Sharks in Venice may have been the most hilariously badly made shark movie we own, but this movie is the absolutely best digital shark monster movie ever. It fulfilled my every expectation from its Mortal Kombat style digital dismemberings to its delightfully predictable plot. A number of the extras that the shark eats are clearly not professional actors and their line reads are hilarious – as is their flailing as the digital creature attacks them.

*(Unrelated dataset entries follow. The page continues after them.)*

//! SCT tree-walking interpreter.
//!
//! Executes programs directly from the AST and implements
//! [`ExecutionEnvironment`](sct_types::process::ExecutionEnvironment), so a
//! check session can run the solution and the student code side by side.

pub mod env;
pub mod error;
pub mod evaluator;

pub use env::Environment;
pub use error::{EvalError, EvalResult};
pub use evaluator::{Interpreter, BUILTINS, DEFAULT_STEP_LIMIT};
// ══════════════════════════════════════════════════════════════════════════════
// Top Level
// ══════════════════════════════════════════════════════════════════════════════

/// A complete program.
#[derive(Debug, Clone, PartialEq)]
pub struct Module {
    pub body: Block,
    pub span: Span,
}

/// An indented suite of statements.
#[derive(Debug, Clone, PartialEq)]
pub struct Block {
    pub stmts: Vec<Stmt>,
    pub span: Span,
}

/// A spanned identifier.
#[derive(Debug, Clone, PartialEq)]
pub struct Ident {
    pub name: String,
    pub span: Span,
}

impl Ident {
    pub fn new(name: impl Into<String>, span: Span) -> Self {
        Self {
            name: name.into(),
            span,
        }
    }
}

// ══════════════════════════════════════════════════════════════════════════════
// Statements
// ══════════════════════════════════════════════════════════════════════════════

#[derive(Debug, Clone, PartialEq)]
pub enum Stmt {
    FunctionDef(FunctionDef),
    With(WithStmt),
    If(IfStmt),
    Return(ReturnStmt),
    Raise(RaiseStmt),
    Assign(AssignStmt),
    Expr(ExprStmt),
    Pass(Span),
}

impl Stmt {
    pub fn span(&self) -> Span {
        match self {
            Stmt::FunctionDef(s) => s.span,
            Stmt::With(s) => s.span,
            Stmt::If(s) => s.span,
            Stmt::Return(s) => s.span,
            Stmt::Raise(s) => s.span,
            Stmt::Assign(s) => s.span,
            Stmt::Expr(s) => s.span,
            Stmt::Pass(span) => *span,
        }
    }
}

/// `def name(params): body`
#[derive(Debug, Clone, PartialEq)]
pub struct FunctionDef {
    pub name: Ident,
    pub params: Params,
    pub body: Block,
    pub span: Span,
}

/// A parameter list shared by `def` and `lambda`.
#[derive(Debug, Clone, PartialEq, Default)]
pub struct Params {
    pub positional: Vec<Param>,
    /// `*args`
    pub vararg: Option<Param>,
    /// `**kwargs`
    pub kwarg: Option<Param>,
}

impl Params {
    /// All bound names, in declaration order.
    pub fn names(&self) -> Vec<String> {
        self.positional
            .iter()
            .chain(self.vararg.iter())
            .chain(self.kwarg.iter())
            .map(|p| p.name.name.clone())
            .collect()
    }
}

/// `name` or `name=default`
#[derive(Debug, Clone, PartialEq)]
pub struct Param {
    pub name: Ident,
    pub default: Option<Expr>,
    pub span: Span,
}

/// `with item, item: body`
#[derive(Debug, Clone, PartialEq)]
pub struct WithStmt {
    pub items: Vec<WithItem>,
    pub body: Block,
    pub span: Span,
}

impl WithStmt {
    /// Names bound by all `as` targets, in order.
    pub fn bound_names(&self) -> Vec<String> {
        self.items.iter().flat_map(WithItem::bound_names).collect()
    }
}

/// `context_expr [as target]`
#[derive(Debug, Clone, PartialEq)]
pub struct WithItem {
    pub context: Expr,
    pub target: Option<Target>,
    pub span: Span,
}

impl WithItem {
    pub fn bound_names(&self) -> Vec<String> {
        self.target.as_ref().map(Target::names).unwrap_or_default()
    }
}

/// Assignment or `as` target.
#[derive(Debug, Clone, PartialEq)]
pub enum Target {
    Name(Ident),
    Tuple(Vec<Ident>, Span),
}
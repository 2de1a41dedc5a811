//! The check session: both programs, both environments, the reporter.

use crate::error::{CheckError, CheckResult};
use crate::feedback::Feedback;
use crate::reporter::{Reporter, Test};
use crate::state::State;
use sct_types::ast::{Module, Node};
use sct_types::process::ExecutionEnvironment;
use serde::{Deserialize, Serialize};
use std::fmt;
use tracing::debug;

/// How failing tests affect the running chain.
#[derive(Debug, Clone, Copy, Default, PartialEq, Eq, Serialize, Deserialize)]
#[serde(rename_all = "snake_case")]
pub enum ReportMode {
    /// The first failing test halts the chain.
    #[default]
    FailFast,
    /// Failing tests are recorded and the chain continues. Structural
    /// failures still halt.
    Collect,
}

/// Session settings.
#[derive(Debug, Clone, Default, PartialEq, Eq, Serialize, Deserialize)]
#[serde(default)]
pub struct SessionConfig {
    pub mode: ReportMode,
    /// When set, feedback carries no highlight.
    pub highlighting_disabled: bool,
}

impl SessionConfig {
    /// Parse settings from JSON; absent fields take their defaults.
    pub fn from_json(text: &str) -> Result<Self, serde_json::Error> {
        serde_json::from_str(text)
    }
}

/// What one chain of checks ended with.
#[derive(Debug, Clone, PartialEq)]
pub enum ChainOutcome {
    Passed,
    /// The chain completed but recorded these failures (collect mode).
    Failed(Vec<Feedback>),
    /// The chain stopped at this failure.
    Halted(Feedback),
}

impl ChainOutcome {
    pub fn passed(&self) -> bool {
        matches!(self, ChainOutcome::Passed)
    }
}

/// Totals over every chain run in a session.
#[derive(Debug, Clone, PartialEq, Serialize)]
pub struct SessionSummary {
    pub passed: usize,
    pub failed: usize,
    pub diagnostics: Vec<Feedback>,
}

impl fmt::Display for SessionSummary {
    fn fmt(&self, f: &mut fmt::Formatter<'_>) -> fmt::Result {
        for diagnostic in &self.diagnostics {
            writeln!(f, "FAIL {diagnostic}")?;
        }
        writeln!(f, "{} passed, {} failed", self.passed, self.failed)
    }
}

/// One checking session over a solution/student program pair.
///
/// The session owns both execution environments for its whole lifetime
/// and is handed by `&mut` to every check, which is how diagnostics reach
/// the reporter.
pub struct Session {
    solution_tree: Module,
    student_tree: Module,
    solution_env: Box<dyn ExecutionEnvironment>,
    student_env: Box<dyn ExecutionEnvironment>,
    reporter: Reporter,
    config: SessionConfig,
}

impl Session {
    /// Both environments are expected to have run their program already.
    pub fn new(
        solution_tree: Module,
        student_tree: Module,
        solution_env: Box<dyn ExecutionEnvironment>,
        student_env: Box<dyn ExecutionEnvironment>,
        config: SessionConfig,
    ) -> Self {
        Self {
            solution_tree,
            student_tree,
            solution_env,
            student_env,
            reporter: Reporter::new(config.mode),
            config,
        }
    }

    /// The state positioned at both whole programs.
    pub fn root_state(&self) -> State {
        State::root(
            Node::Module(self.student_tree.clone()),
            Node::Module(self.solution_tree.clone()),
            self.config.highlighting_disabled,
        )
    }

    pub fn config(&self) -> &SessionConfig {
        &self.config
    }

    pub fn solution_env(&mut self) -> &mut dyn ExecutionEnvironment {
        self.solution_env.as_mut()
    }

    pub fn student_env(&mut self) -> &mut dyn ExecutionEnvironment {
        self.student_env.as_mut()
    }

    /// Diagnostic sink: record a test outcome.
    pub fn do_test(&mut self, test: Test) -> CheckResult<()> {
        self.reporter.do_test(test)
    }

    /// Record a failure that ends the chain.
    pub fn fail(&mut self, feedback: Feedback) -> CheckError {
        self.reporter.fail(feedback)
    }

    pub fn reporter(&self) -> &Reporter {
        &self.reporter
    }

    /// Run one chain of checks.
    ///
    /// A halt ends only this chain and comes back as an outcome; authoring
    /// and environment errors are returned as errors.
    pub fn check<F>(&mut self, chain: F) -> CheckResult<ChainOutcome>
    where
        F: FnOnce(&mut Session) -> CheckResult<()>,
    {
        let before = self.reporter.failures().len();
        let outcome = match chain(self) {
            Ok(()) => {
                let recorded = &self.reporter.failures()[before..];
                if recorded.is_empty() {
                    ChainOutcome::Passed
                } else {
                    ChainOutcome::Failed(recorded.to_vec())
                }
            }
            Err(CheckError::Halt(feedback)) => ChainOutcome::Halted(feedback),
            Err(err) => return Err(err),
        };
        debug!(?outcome, "chain finished");
        Ok(outcome)
    }

    pub fn summary(&self) -> SessionSummary {
        let diagnostics = self.reporter.failures().to_vec();
        SessionSummary {
            passed: self.reporter.passed(),
            failed: diagnostics.len(),
            diagnostics,
        }
    }
}

#[cfg(test)]
mod tests {
    use super::*;

    #[test]
    fn test_config_defaults() {
        let config = SessionConfig::from_json("{}").expect("valid json");
        assert_eq!(config.mode, ReportMode::FailFast);
        assert!(!config.highlighting_disabled);
    }

    #[test]
    fn test_config_from_json() {
        let config =
            SessionConfig::from_json(r#"{"mode": "collect", "highlighting_disabled": true}"#)
                .expect("valid json");
        assert_eq!(
            config,
            SessionConfig {
                mode: ReportMode::Collect,
                highlighting_disabled: true,
            }
        );
    }

    #[test]
    fn test_config_rejects_unknown_mode() {
        assert!(SessionConfig::from_json(r#"{"mode": "sometimes"}"#).is_err());
    }

    #[test]
    fn test_summary_display() {
        let summary = SessionSummary {
            passed: 2,
            failed: 1,
            diagnostics: vec![Feedback::message("Did you define the body?")],
        };
        assert_eq!(
            summary.to_string(),
            "FAIL Did you define the body?\n2 passed, 1 failed\n"
        );
    }
}
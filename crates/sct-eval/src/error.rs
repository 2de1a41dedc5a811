//! Runtime error types for the interpreter.

use sct_types::process::RaisedError;
use sct_types::value::Value;
use thiserror::Error;

/// Evaluation error: an exception raised by the program, or an internal
/// control signal.
#[derive(Debug, Clone, Error)]
pub enum EvalError {
    /// An exception raised by running code.
    #[error(transparent)]
    Raised(#[from] RaisedError),
    /// `return` unwinding to the enclosing call.
    #[error("'return' outside function")]
    Return(Value),
    /// Step budget exhausted.
    #[error("step limit exceeded")]
    StepLimitExceeded,
}

impl EvalError {
    /// Shorthand for raising `kind(message)`.
    pub fn raise(kind: &str, message: impl Into<String>) -> Self {
        Self::Raised(RaisedError::new(kind, message))
    }

    /// The exception this error surfaces as outside the interpreter.
    pub fn into_raised(self) -> RaisedError {
        match self {
            Self::Raised(error) => error,
            Self::Return(_) => RaisedError::new("SyntaxError", "'return' outside function"),
            Self::StepLimitExceeded => {
                RaisedError::new("RecursionError", "maximum recursion depth exceeded")
            }
        }
    }
}

/// Result alias for evaluator operations.
pub type EvalResult<T> = Result<T, EvalError>;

I was delighted with every aspect of this movie. Eric Roberts, the only big name actor in the movie, portrays the villain Nathan Sands with scenery chewing relish. The rest of the cast, non actors included, are completely invested in the film and bring it to wonderful life. A couple of the establishing shots are of strangely low quality with clear artifacing on the DVD we were watching, but balancing that out on the other hand there are these incongruously artistic segments of the film where director Declan O’Brien presents phone conversations between Sands and his daughter Nicole as a sort of dynamic split screen.

As an added bonus this movie works as a sort of companion piece to Dinoshark, which was also produced in the same year by Roger Corman. Both digital shark monsters for some reason end up menacing the same Mexican resort town. I guess Corman just got a bulk deal for filming there – and he’s always been one to save a buck in every way possible with his movie making. I’d say that Dinoshark is superior, just in that it has such a laughably silly monster, but both are fantastic examples of the genre of digital shark monster attacks. If you’re the kind of person who gets delight from watching a digital shark monster eating helpless tourists I can’t possibly recommend this movie enough.